At one end of the plant was a room, which Ben had converted into an anechoic chamber, meaning that its walls were almost perfectly radar absorbent. The walls, floor, and ceiling were lined with rows of sharply pointed metal studs arranged in rows; any stray electromagnetic signals would scatter among the hundreds of studs and be absorbed by the surfaces behind the studs.
Paul and Steve supervised as the 25 foot next-step-up subscale model took shape outside the anechoic chamber. Already, in the smooth plywood model, the mixed beauty and ugliness of the aircraft were becoming apparent.
"You either love this baby or you hate it," said Dick Scherrer, who was in charge of the initial design work, laying out the overall shape. Paul was beside him, checking out a measurement.
At his side laughed Ed "Baldy" Baldwin, who would have responsibility for moving the optimized shape onto a workable airframe.
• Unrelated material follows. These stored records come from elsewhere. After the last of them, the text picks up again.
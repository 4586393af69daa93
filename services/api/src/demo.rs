use chrono::{Local, NaiveDate, NaiveTime};
use clap::Args;
use estate::error::AppError;
use estate::listings::{
    ActionContext, GardenOrientation, InMemoryListingRepository, ListingPolicy, ListingService,
    OfferDraft, OfferPatch, PartnerId, PropertyDraft, PropertyView, SaleTerms, UserId,
};
use std::sync::Arc;

#[derive(Args, Debug)]
pub(crate) struct DemoArgs {
    /// Listing date for the walkthrough (YYYY-MM-DD). Defaults to today.
    #[arg(long, value_parser = crate::infra::parse_date)]
    pub(crate) today: Option<NaiveDate>,
    /// Expected price of the demo property.
    #[arg(long, default_value_t = 100_000.0)]
    pub(crate) expected_price: f64,
}

pub(crate) fn run_demo(args: DemoArgs) -> Result<(), AppError> {
    let DemoArgs {
        today,
        expected_price,
    } = args;

    let today = today.unwrap_or_else(|| Local::now().date_naive());
    let ctx = ActionContext::new(UserId::ADMINISTRATOR, today.and_time(NaiveTime::MIN));
    let service = ListingService::new(
        Arc::new(InMemoryListingRepository::default()),
        ListingPolicy::default(),
    );

    println!("Estate listing demo (listed {today})");

    let house = service.create_tag("family".to_string())?;
    let kind = service.create_property_type("House".to_string())?;
    let mut draft = PropertyDraft {
        name: "Demo house".to_string(),
        description: Some("Detached house with a south-facing garden".to_string()),
        postcode: Some("1000".to_string()),
        expected_price,
        living_area: 140,
        facades: 4,
        garage: true,
        active: true,
        property_type_id: Some(kind.id),
        ..PropertyDraft::default()
    };
    draft.tag_ids.insert(house.id);

    let assist = service.garden_assist(true);
    if let Some(warning) = &assist.warning {
        println!("[{}] {}", warning.title, warning.message);
    }
    draft.garden = assist.garden;
    draft.garden_area = assist.garden_area.unwrap_or_default();
    draft.garden_orientation = Some(GardenOrientation::South);

    let property = service.create_property(draft, &ctx)?;
    render_property(&service.property_view(property.id)?);

    println!("\nOffers");
    let ratios = [0.5, 0.8, 0.65];
    let mut offers = Vec::with_capacity(ratios.len());
    for (index, ratio) in ratios.into_iter().enumerate() {
        let offer = service.create_offer(
            OfferDraft {
                price: (expected_price * ratio).round(),
                partner_id: PartnerId(index as u64 + 10),
                property_id: property.id,
                status: None,
                validity: None,
                date_deadline: None,
            },
            &ctx,
        )?;
        println!(
            "- offer {} from partner {}: {:.2}, valid {} days (deadline {})",
            offer.offer.id.0,
            offer.offer.partner_id.0,
            offer.offer.price,
            offer.offer.validity,
            offer.date_deadline
        );
        offers.push(offer);
    }

    if let Some(first) = offers.first() {
        let extended_to = first.date_deadline + chrono::Duration::days(7);
        let extended = service.update_offer(
            first.offer.id,
            OfferPatch {
                date_deadline: Some(extended_to),
                ..OfferPatch::default()
            },
            today,
        )?;
        println!(
            "- offer {} deadline moved to {}: validity now {} days",
            extended.offer.id.0, extended.date_deadline, extended.offer.validity
        );
    }

    let view = service.property_view(property.id)?;
    println!("Best offer: {:.2}", view.best_price);

    println!("\nSale");
    let low = expected_price * 0.85;
    match service.record_sale(
        property.id,
        SaleTerms {
            selling_price: low,
            buyer_id: PartnerId(11),
        },
    ) {
        Ok(_) => println!("- selling at {low:.2} accepted"),
        Err(err) => println!("- selling at {low:.2} refused: {err}"),
    }
    service.record_sale(
        property.id,
        SaleTerms {
            selling_price: view.best_price.max(expected_price * 0.9),
            buyer_id: PartnerId(11),
        },
    )?;

    for batch in [
        service.mark_sold(&[property.id]),
        service.mark_canceled(&[property.id]),
    ] {
        for outcome in &batch.outcomes {
            match (&outcome.state, &outcome.reason) {
                (Some(state), _) => println!(
                    "- {} on property {}: now {}",
                    batch.action.label(),
                    outcome.property_id.0,
                    state
                ),
                (None, Some(reason)) => println!(
                    "- {} on property {} refused: {}",
                    batch.action.label(),
                    outcome.property_id.0,
                    reason
                ),
                (None, None) => {}
            }
        }
    }

    println!();
    render_property(&service.property_view(property.id)?);
    Ok(())
}

fn render_property(view: &PropertyView) {
    let property = &view.property;
    println!(
        "Property {} '{}' [{}]",
        property.id.0, property.name, view.state_label
    );
    println!(
        "- expected {:.2}, selling {:.2}, best offer {:.2}",
        property.expected_price, property.selling_price, view.best_price
    );
    println!(
        "- {} bedrooms, living {} sqm, garden {} sqm ({}), total {} sqm",
        property.bedrooms,
        property.living_area,
        property.garden_area,
        property
            .garden_orientation
            .map_or("no orientation", |orientation| orientation.label()),
        view.total_area
    );
    if let Some(available) = property.date_availability {
        println!("- available from {available}");
    }
}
Baldy had been with the company since at least 1945, when he and Kelly had worked on the first U.S. jet fighter, the P-80. "Yeah," Baldy said, running a hand dubiously along the model's sharp edge. "This one is going to be one hell of a challenge." Baldy was known for his temperament. As of yet, he was still of pleasant mien. "I gotta make this thing fly, huh?"
"You could make a brick fly," Paul said, climbing around among electrical cables that made a spaghetti at the foot of the model.